Recorded data =>

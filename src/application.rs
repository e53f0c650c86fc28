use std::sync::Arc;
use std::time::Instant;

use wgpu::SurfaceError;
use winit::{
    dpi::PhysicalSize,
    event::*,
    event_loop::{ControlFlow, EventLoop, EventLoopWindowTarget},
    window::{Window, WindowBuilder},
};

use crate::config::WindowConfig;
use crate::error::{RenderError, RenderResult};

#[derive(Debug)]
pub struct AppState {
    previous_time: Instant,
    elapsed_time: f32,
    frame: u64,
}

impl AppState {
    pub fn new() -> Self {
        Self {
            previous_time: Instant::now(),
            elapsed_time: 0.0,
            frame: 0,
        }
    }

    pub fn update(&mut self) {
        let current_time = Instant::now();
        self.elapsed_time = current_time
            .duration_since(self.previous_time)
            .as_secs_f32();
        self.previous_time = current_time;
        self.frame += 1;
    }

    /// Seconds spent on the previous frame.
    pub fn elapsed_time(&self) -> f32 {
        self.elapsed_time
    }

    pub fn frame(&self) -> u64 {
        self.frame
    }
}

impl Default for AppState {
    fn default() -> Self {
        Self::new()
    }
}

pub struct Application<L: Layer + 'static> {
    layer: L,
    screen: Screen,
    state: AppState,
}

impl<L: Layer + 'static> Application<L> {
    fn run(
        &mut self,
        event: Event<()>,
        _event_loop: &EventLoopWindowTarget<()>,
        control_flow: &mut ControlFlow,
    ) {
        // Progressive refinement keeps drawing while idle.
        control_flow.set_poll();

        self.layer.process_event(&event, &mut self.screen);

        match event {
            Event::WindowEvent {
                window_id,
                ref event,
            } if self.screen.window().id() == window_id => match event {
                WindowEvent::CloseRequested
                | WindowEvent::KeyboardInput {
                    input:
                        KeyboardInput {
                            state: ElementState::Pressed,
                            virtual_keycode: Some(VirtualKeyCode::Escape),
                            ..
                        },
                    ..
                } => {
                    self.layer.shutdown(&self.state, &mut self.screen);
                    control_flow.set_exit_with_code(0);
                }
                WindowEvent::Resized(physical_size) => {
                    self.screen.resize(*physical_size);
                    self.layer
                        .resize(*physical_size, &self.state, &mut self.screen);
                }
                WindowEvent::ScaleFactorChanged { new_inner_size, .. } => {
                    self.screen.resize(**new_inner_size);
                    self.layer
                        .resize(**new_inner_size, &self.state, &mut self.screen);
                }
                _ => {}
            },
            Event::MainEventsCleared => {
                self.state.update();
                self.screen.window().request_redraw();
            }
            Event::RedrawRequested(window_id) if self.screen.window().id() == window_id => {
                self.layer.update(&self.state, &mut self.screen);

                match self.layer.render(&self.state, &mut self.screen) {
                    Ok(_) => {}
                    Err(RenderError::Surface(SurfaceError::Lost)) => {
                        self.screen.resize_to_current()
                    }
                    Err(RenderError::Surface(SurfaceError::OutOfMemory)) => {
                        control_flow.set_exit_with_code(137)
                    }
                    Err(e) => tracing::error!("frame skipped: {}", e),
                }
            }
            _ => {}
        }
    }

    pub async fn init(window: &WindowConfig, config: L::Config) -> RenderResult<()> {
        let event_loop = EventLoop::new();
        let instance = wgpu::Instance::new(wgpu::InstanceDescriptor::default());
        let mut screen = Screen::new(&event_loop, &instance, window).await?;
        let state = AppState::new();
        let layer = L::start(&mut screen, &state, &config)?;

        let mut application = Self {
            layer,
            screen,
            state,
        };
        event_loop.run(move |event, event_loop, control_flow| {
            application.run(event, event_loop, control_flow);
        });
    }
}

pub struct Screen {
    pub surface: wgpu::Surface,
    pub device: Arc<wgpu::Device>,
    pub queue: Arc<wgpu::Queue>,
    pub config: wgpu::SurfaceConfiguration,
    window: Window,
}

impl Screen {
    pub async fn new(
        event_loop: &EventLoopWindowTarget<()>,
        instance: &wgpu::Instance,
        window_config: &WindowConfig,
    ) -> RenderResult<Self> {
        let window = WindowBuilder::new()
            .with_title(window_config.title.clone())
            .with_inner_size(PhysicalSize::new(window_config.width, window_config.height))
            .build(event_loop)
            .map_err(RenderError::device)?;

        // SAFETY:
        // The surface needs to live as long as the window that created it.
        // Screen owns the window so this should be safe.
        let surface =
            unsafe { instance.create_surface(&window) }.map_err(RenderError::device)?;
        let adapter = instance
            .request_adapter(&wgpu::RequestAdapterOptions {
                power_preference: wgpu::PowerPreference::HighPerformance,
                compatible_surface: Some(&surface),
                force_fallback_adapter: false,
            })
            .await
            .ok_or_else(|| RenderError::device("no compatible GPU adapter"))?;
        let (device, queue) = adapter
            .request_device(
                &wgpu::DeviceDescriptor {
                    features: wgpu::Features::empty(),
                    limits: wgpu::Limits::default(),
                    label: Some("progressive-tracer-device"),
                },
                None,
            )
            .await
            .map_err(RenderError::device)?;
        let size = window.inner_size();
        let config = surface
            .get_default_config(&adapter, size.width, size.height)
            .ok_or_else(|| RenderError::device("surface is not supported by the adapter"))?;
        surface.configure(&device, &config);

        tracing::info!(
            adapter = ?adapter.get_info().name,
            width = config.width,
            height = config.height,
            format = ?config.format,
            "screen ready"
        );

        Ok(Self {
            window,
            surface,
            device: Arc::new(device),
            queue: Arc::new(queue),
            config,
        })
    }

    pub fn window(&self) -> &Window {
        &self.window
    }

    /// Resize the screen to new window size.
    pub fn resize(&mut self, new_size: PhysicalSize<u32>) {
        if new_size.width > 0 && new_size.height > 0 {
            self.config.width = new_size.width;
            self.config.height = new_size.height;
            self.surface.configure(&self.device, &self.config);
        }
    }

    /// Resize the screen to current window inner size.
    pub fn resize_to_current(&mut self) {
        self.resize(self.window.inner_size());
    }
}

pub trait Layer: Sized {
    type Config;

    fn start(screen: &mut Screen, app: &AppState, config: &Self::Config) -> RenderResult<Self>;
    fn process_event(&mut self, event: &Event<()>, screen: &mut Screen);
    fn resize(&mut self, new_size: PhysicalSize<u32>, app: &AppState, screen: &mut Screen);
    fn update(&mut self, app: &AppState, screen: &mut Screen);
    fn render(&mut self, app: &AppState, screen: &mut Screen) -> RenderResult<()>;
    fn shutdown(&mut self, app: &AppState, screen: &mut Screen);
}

==

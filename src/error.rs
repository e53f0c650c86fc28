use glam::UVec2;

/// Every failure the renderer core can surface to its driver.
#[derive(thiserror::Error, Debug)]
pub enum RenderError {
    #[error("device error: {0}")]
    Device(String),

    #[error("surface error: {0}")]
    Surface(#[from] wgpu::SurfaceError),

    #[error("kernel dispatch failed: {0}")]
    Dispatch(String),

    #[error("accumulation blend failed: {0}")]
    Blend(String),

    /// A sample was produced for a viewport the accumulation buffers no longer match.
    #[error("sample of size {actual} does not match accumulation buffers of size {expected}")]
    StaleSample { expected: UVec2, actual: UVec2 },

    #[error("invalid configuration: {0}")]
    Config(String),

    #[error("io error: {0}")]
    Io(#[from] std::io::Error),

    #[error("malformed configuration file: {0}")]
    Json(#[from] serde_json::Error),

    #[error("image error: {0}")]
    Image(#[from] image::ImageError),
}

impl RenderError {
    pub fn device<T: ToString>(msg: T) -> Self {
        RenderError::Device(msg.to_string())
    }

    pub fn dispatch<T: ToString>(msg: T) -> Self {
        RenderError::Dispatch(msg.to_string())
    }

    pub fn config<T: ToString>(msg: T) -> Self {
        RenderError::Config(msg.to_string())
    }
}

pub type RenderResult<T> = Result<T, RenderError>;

* * *

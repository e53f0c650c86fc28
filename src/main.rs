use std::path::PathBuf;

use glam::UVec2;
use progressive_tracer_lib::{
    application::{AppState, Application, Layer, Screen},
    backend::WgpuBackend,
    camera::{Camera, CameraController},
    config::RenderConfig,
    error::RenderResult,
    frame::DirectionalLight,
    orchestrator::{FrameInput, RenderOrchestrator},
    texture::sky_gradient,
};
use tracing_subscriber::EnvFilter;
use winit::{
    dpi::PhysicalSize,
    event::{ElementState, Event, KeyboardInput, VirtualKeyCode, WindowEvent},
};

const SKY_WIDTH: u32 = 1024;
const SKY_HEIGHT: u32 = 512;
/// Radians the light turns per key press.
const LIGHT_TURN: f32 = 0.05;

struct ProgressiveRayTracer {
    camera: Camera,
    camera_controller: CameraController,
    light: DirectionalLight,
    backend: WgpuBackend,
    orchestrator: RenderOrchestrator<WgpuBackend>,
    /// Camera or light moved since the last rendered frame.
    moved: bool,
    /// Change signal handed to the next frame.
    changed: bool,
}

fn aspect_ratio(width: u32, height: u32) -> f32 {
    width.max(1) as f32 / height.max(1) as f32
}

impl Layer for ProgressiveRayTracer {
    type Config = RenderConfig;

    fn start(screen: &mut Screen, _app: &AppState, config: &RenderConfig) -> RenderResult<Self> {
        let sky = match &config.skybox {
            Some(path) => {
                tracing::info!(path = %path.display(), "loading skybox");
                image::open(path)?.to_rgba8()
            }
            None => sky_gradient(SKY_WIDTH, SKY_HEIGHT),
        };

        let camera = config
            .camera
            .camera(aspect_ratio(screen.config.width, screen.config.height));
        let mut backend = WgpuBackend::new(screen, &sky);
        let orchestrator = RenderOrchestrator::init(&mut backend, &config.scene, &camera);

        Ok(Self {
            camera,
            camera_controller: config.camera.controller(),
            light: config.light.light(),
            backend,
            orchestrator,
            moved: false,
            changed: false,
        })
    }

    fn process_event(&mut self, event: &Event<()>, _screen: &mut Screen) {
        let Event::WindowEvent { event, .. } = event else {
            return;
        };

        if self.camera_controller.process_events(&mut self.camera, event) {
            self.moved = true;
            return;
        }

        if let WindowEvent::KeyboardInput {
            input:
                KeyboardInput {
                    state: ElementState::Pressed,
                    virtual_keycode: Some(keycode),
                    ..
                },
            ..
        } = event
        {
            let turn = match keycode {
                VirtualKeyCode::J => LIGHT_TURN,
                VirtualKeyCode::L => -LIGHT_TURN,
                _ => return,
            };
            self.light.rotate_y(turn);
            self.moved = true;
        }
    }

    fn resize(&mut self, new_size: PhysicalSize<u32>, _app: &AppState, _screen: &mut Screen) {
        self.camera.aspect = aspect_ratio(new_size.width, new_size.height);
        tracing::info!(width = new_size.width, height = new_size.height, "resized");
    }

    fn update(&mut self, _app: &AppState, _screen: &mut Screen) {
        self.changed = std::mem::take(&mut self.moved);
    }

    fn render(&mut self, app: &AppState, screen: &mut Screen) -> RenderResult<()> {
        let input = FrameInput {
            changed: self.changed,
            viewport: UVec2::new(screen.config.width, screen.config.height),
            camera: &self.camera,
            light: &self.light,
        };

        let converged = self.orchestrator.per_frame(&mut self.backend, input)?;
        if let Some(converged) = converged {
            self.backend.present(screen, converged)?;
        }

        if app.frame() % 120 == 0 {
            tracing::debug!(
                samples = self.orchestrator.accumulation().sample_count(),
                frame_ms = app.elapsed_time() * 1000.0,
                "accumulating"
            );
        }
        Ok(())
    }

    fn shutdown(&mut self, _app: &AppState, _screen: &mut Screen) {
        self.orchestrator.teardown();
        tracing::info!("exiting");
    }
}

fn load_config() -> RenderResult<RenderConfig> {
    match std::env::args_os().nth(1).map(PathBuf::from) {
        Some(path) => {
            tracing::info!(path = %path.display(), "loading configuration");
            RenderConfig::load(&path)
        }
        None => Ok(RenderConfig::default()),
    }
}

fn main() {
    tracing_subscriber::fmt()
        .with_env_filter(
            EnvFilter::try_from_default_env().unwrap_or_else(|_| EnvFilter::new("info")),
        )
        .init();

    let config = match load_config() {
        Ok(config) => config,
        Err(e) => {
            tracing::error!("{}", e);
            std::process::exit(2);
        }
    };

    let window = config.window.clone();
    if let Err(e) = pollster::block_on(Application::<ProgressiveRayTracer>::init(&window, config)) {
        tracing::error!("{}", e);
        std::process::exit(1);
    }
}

Exercise => In the entries above, count each line holding the word "expected" and give that count alone.

Exercise answer => 2